We're interested in [US mine safety](https://arlweb.msha.gov/drs/drshome.htm#MID), thank goodness we can search for these things.

## Preparation: Knowing your tags

These questions are the same for every data set, and might not work exactly for yours.

**Search for every operator with 'dirt' in their name, including abandoned mines.**

### What is the tag and class name for every row of data?

In [1]:
# every row is in a <tr> tag with no class name

### What is the tag and class name for every mine operator's name?

In [2]:
# every operater name is in a <td> and a <font> tag with no class name

### What is the tag and class name for every mine's name?

In [3]:
# every mine's name is in a <td> and a <font> tag with no class name

## Being lazy

If you only needed these results, what would you do instead of scraping them?

In [4]:
# It would be easier to copy it into excel

## Setup: Import what you'll need to scrape the page

Use `requests`, not `urllib`.

In [5]:
from bs4 import BeautifulSoup
import requests
import pandas as pd

## Try to scrape the page

To test if you requested the page correctly, save the BeautifulSoup document as `doc` and run the code `doc.find_all('tr')[-1].text` to get the text of the last `<tr>` element.

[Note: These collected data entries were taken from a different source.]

#[async_trait]
impl MetadataStore for MockMetadataStore {
    async fn create_store(&self, store: StoreRow) -> Result<StoreRow, StoreError> {
        let mut state = self.state.lock().unwrap();
        if state.stores.contains_key(&store.store_id) {
            return Err(StoreError::AlreadyExists(format!("store {}", store.store_id)));
        }
        let info = store_info_payload(&store);
        state
            .metadata
            .insert((STORE_INFO_TYPE.to_string(), store.store_id.clone()), info);
        state.stores.insert(store.store_id.clone(), store.clone());
        Ok(store)
    }

    async fn get_store(&self, store_id: &str) -> Result<StoreRow, StoreError> {
        let state = self.state.lock().unwrap();
        state
            .stores
            .get(store_id)
            .cloned()
            .ok_or_else(|| StoreError::NotFound(format!("store {}", store_id)))
    }

    async fn list_stores(&self, page: StorePage) -> Result<StoreList, StoreError> {
        let state = self.state.lock().unwrap();
        let cap = page.limit.unwrap_or(DEFAULT_STORE_PAGE_SIZE).max(1) as usize;
        let after = match page.page_token.as_deref() {
            Some(token) => {
                let bytes = hex::decode(token)
                    .map_err(|_| StoreError::Invalid("malformed page token".to_string()))?;
                let last_id = String::from_utf8(bytes)
                    .map_err(|_| StoreError::Invalid("malformed page token".to_string()))?;
                Some(last_id)
            }
            None => None,
        };

        let stores: Vec<StoreRow> = state
            .stores
            .values()
            .filter(|store| match &after {
                Some(last) => store.store_id > *last,
                None => true,
            })
            .take(cap)
            .cloned()
            .collect();

        let next_page_token = if stores.len() == cap {
            stores.last().map(|store| hex::encode(&store.store_id))
        } else {
            None
        };
        Ok(StoreList {
            stores,
            next_page_token,
        })
    }

    async fn delete_store(&self, store_id: &str) -> Result<(), StoreError> {
        let mut state = self.state.lock().unwrap();
        state.stores.remove(store_id);

        // Cascade over the records in bounded batches, mirroring the batch
        // limit the table backends operate under.
        loop {
            let batch: Vec<(String, String)> = state
                .records
                .keys()
                .filter(|(sid, _)| sid == store_id)
                .take(DELETE_BATCH_SIZE)
                .cloned()
                .collect();
            if batch.is_empty() {
                break;
            }
            for key in batch {
                state.records.remove(&key);
            }
        }

        state
            .metadata
            .remove(&(STORE_INFO_TYPE.to_string(), store_id.to_string()));
        state
            .metadata
            .remove(&(STORE_STATS_TYPE.to_string(), store_id.to_string()));
        Ok(())
    }

    async fn create_record(&self, mut record: RecordRow) -> Result<RecordRow, StoreError> {
        record.resolve_indexed_fields();
        let mut state = self.state.lock().unwrap();
        if !state.stores.contains_key(&record.store_id) {
            return Err(StoreError::NotFound(format!("store {}", record.store_id)));
        }
        let key = (record.store_id.clone(), record.record_id.clone());
        if state.records.contains_key(&key) {
            return Err(StoreError::AlreadyExists(format!(
                "record {}",
                record.concat_key()
            )));
        }
        state.records.insert(key, record.clone());
        Self::bump_record_count(&mut state, &record.store_id, 1);
        Ok(record)
    }

    async fn get_record(&self, store_id: &str, record_id: &str) -> Result<RecordRow, StoreError> {
        let state = self.state.lock().unwrap();
        state
            .records
            .get(&(store_id.to_string(), record_id.to_string()))
            .cloned()
            .ok_or_else(|| {
                StoreError::NotFound(format!("record {}", crate::model::concat_key(store_id, record_id)))
            })
    }

    async fn update_record(
        &self,
        store_id: &str,
        record_id: &str,
        update: RecordUpdate,
    ) -> Result<RecordRow, StoreError> {
        if self.fail_record_updates.load(Ordering::SeqCst) {
            return Err(StoreError::Conflict(format!(
                "record {}",
                crate::model::concat_key(store_id, record_id)
            )));
        }
        let mut state = self.state.lock().unwrap();
        let record = state
            .records
            .get_mut(&(store_id.to_string(), record_id.to_string()))
            .ok_or_else(|| {
                StoreError::NotFound(format!("record {}", crate::model::concat_key(store_id, record_id)))
            })?;
        update.apply_to(record);
        Ok(record.clone())
    }

    async fn delete_record(&self, store_id: &str, record_id: &str) -> Result<(), StoreError> {
        let mut state = self.state.lock().unwrap();
        let removed = state
            .records
            .remove(&(store_id.to_string(), record_id.to_string()));
        if removed.is_some() {
            Self::bump_record_count(&mut state, store_id, -1);
        }
        Ok(())
    }

    async fn query_records(
        &self,
        store_id: &str,
        query: RecordQuery,
    ) -> Result<Vec<RecordRow>, StoreError> {
        if query::is_empty_result(&query) {
            return Ok(Vec::new());
        }
        let state = self.state.lock().unwrap();

        // Walk the rows the chosen strategy would return from an index, cap
        // them at the page limit, then apply the in-memory filters.
        let strategy = query::plan(&query);
        let candidates: Vec<RecordRow> = state
            .records
            .values()
            .filter(|record| record.store_id == store_id)
            .filter(|record| match &strategy {
                query::QueryStrategy::GameIdIndex(game_id) => record.game_id == *game_id,
                query::QueryStrategy::OwnerIdIndex(owner_id) => record.owner_id == *owner_id,
                query::QueryStrategy::PrimaryKey => true,
            })
            .take(query.limit.map(|n| n as usize).unwrap_or(usize::MAX))
            .cloned()
            .collect();

        Ok(candidates
            .into_iter()
            .filter(|record| query::matches_post_filters(record, &query))
            .collect())
    }

    async fn get_metadata(
        &self,
        metadata_type: &str,
        metadata_id: &str,
    ) -> Result<MetadataRow, StoreError> {
        let state = self.state.lock().unwrap();
        state
            .metadata
            .get(&(metadata_type.to_string(), metadata_id.to_string()))
            .cloned()
            .map(|payload| MetadataRow {
                metadata_type: metadata_type.to_string(),
                metadata_id: metadata_id.to_string(),
                payload,
            })
            .ok_or_else(|| {
                StoreError::NotFound(format!("metadata {}/{}", metadata_type, metadata_id))
            })
    }

    async fn set_metadata(
        &self,
        metadata_type: &str,
        metadata_id: &str,
        payload: Properties,
    ) -> Result<(), StoreError> {
        let mut state = self.state.lock().unwrap();
        state
            .metadata
            .insert((metadata_type.to_string(), metadata_id.to_string()), payload);
        Ok(())
    }

    async fn delete_metadata(
        &self,
        metadata_type: &str,
        metadata_id: &str,
    ) -> Result<(), StoreError> {
        let mut state = self.state.lock().unwrap();
        if state
            .metadata
            .remove(&(metadata_type.to_string(), metadata_id.to_string()))
            .is_none()
        {
            warn!(
                "delete_metadata: no row for type: {}, id: {}",
                metadata_type, metadata_id
            );
        }
        Ok(())
    }

    async fn query_metadata(&self, metadata_type: &str) -> Result<Vec<MetadataRow>, StoreError> {
        let state = self.state.lock().unwrap();
        Ok(state
            .metadata
            .iter()
            .filter(|((mtype, _), _)| mtype == metadata_type)
            .map(|((mtype, mid), payload)| {
                let mut payload = payload.clone();
                payload.insert(
                    "metadata_id".to_string(),
                    serde_json::Value::String(mid.clone()),
                );
                MetadataRow {
                    metadata_type: mtype.clone(),
                    metadata_id: mid.clone(),
                    payload,
                }
            })
            .collect())
    }
}
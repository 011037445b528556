//! Store orchestration service
//!
//! Store deletion cascades across both tiers: every record's objects are
//! removed from the blob tier best effort before the metadata cascade runs,
//! so the object tier never keeps data for a store whose rows are gone.

use std::sync::Arc;

use log::{info, warn};

use crate::blob::BlobStore;
use crate::error::StoreError;
use crate::metadata::MetadataStore;
use crate::model::{MetadataRow, Properties, RecordQuery, StoreList, StorePage, StoreRow};
use crate::service::validate_id;

/// Service owning store lifecycle and the generic metadata endpoint
pub struct StoreService {
    metadata: Arc<dyn MetadataStore>,
    blobs: Arc<dyn BlobStore>,
}

impl StoreService {
    /// Create a new store service with injected backends
    pub fn new(metadata: Arc<dyn MetadataStore>, blobs: Arc<dyn BlobStore>) -> Self {
        Self { metadata, blobs }
    }

    /// Create a store, failing with `AlreadyExists` when the id is taken
    pub async fn create_store(&self, store_id: &str, name: &str) -> Result<StoreRow, StoreError> {
        validate_id("store_id", store_id)?;
        let store = self.metadata.create_store(StoreRow::new(store_id, name)).await?;
        info!("created store: {}", store.store_id);
        Ok(store)
    }

    pub async fn get_store(&self, store_id: &str) -> Result<StoreRow, StoreError> {
        validate_id("store_id", store_id)?;
        self.metadata.get_store(store_id).await
    }

    pub async fn list_stores(&self, page: StorePage) -> Result<StoreList, StoreError> {
        self.metadata.list_stores(page).await
    }

    /// Delete a store with its records and their blobs. Object cleanup is
    /// best effort; stragglers are reclaimed on the next delete.
    pub async fn delete_store(&self, store_id: &str) -> Result<(), StoreError> {
        validate_id("store_id", store_id)?;

        match self
            .metadata
            .query_records(store_id, RecordQuery::default())
            .await
        {
            Ok(records) => {
                for record in &records {
                    self.delete_record_objects(store_id, &record.record_id).await;
                }
            }
            Err(err) => warn!(
                "delete_store {}: record enumeration for blob cleanup failed: {}",
                store_id, err
            ),
        }

        self.metadata.delete_store(store_id).await?;
        info!("deleted store: {}", store_id);
        Ok(())
    }

    /// Remove every object stored under a record's prefix, which also
    /// sweeps orphans whose names fell out of the record's blob key set.
    async fn delete_record_objects(&self, store_id: &str, record_id: &str) {
        let names = match self.blobs.list(store_id, record_id).await {
            Ok(names) => names,
            Err(err) => {
                warn!(
                    "delete_store {}: blob listing failed for record: {}: {}",
                    store_id, record_id, err
                );
                return;
            }
        };
        for name in names {
            if let Err(err) = self.blobs.delete(store_id, record_id, &name).await {
                warn!(
                    "delete_store {}: blob delete failed for record: {}, blob: {}: {}",
                    store_id, record_id, name, err
                );
            }
        }
    }

    pub async fn get_metadata(
        &self,
        metadata_type: &str,
        metadata_id: &str,
    ) -> Result<MetadataRow, StoreError> {
        validate_id("metadata_type", metadata_type)?;
        validate_id("metadata_id", metadata_id)?;
        self.metadata.get_metadata(metadata_type, metadata_id).await
    }

    pub async fn set_metadata(
        &self,
        metadata_type: &str,
        metadata_id: &str,
        payload: Properties,
    ) -> Result<(), StoreError> {
        validate_id("metadata_type", metadata_type)?;
        validate_id("metadata_id", metadata_id)?;
        self.metadata
            .set_metadata(metadata_type, metadata_id, payload)
            .await
    }

    pub async fn delete_metadata(
        &self,
        metadata_type: &str,
        metadata_id: &str,
    ) -> Result<(), StoreError> {
        validate_id("metadata_type", metadata_type)?;
        validate_id("metadata_id", metadata_id)?;
        self.metadata
            .delete_metadata(metadata_type, metadata_id)
            .await
    }

    pub async fn query_metadata(
        &self,
        metadata_type: &str,
    ) -> Result<Vec<MetadataRow>, StoreError> {
        validate_id("metadata_type", metadata_type)?;
        self.metadata.query_metadata(metadata_type).await
    }
}

#[cfg(test)]
mod tests {
    use super::*;
    use crate::blob::mock_store::MockBlobStore;
    use crate::blob::{BlobBody, BlobStore};
    use crate::metadata::mock_store::MockMetadataStore;
    use crate::model::RecordRow;
    use bytes::Bytes;

    fn body_from(bytes: &'static [u8]) -> BlobBody {
        Box::pin(futures::stream::iter(vec![Ok(Bytes::from_static(bytes))]))
    }

    fn service() -> (Arc<MockMetadataStore>, Arc<MockBlobStore>, StoreService) {
        let metadata = Arc::new(MockMetadataStore::new());
        let blobs = Arc::new(MockBlobStore::new());
        let service = StoreService::new(metadata.clone(), blobs.clone());
        (metadata, blobs, service)
    }

    #[tokio::test]
    async fn test_create_store_rejects_bad_ids() {
        let (_, _, service) = service();
        assert!(matches!(
            service.create_store("", "S").await.unwrap_err(),
            StoreError::Invalid(_)
        ));
        assert!(service.create_store("a#b", "S").await.is_err());
    }

    #[tokio::test]
    async fn test_create_then_recreate_conflicts() {
        let (_, _, service) = service();
        service.create_store("s1", "S1").await.unwrap();
        assert_eq!(service.get_store("s1").await.unwrap().name, "S1");
        assert!(matches!(
            service.create_store("s1", "S1").await.unwrap_err(),
            StoreError::AlreadyExists(_)
        ));
    }

    #[tokio::test]
    async fn test_delete_store_cascades_to_blobs() {
        let (metadata, blobs, service) = service();
        service.create_store("s1", "S1").await.unwrap();
        metadata
            .create_record(RecordRow::new("s1", "r1"))
            .await
            .unwrap();
        blobs
            .put("s1", "r1", "save.dat", body_from(b"x"), None)
            .await
            .unwrap();

        service.delete_store("s1").await.unwrap();

        assert!(service.get_store("s1").await.is_err());
        assert!(metadata.get_record("s1", "r1").await.is_err());
        assert!(!blobs.contains("s1", "r1", "save.dat"));
    }

    #[tokio::test]
    async fn test_delete_missing_store_is_idempotent() {
        let (_, _, service) = service();
        service.delete_store("nope").await.unwrap();
    }
}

- If the result starts with **Total Number of Mines Found**, you were successful.

In [6]:
data = {
    'OperSearch':'dirt',
    'Abandoned':'No',
    'MineName':'',
    'StateSearch':'None',
    'CM':'All',
    'x':'0',
    'y':'0',
    'MC':'Opersearch'
}

url = 'https://arlweb.msha.gov/drs/ASP/OprNameStatesearch.asp'

response = requests.post(url, data=data)

In [7]:
doc = BeautifulSoup(response.text,'html.parser')

In [8]:
doc.find_all('tr')[-1].text

'\nTotal Number of Mines Found:\xa0\xa019'

## Actually scraping

### Hopefully you know that each `tr` is supposed to be your data. What is the index of the first row element that is actually a result?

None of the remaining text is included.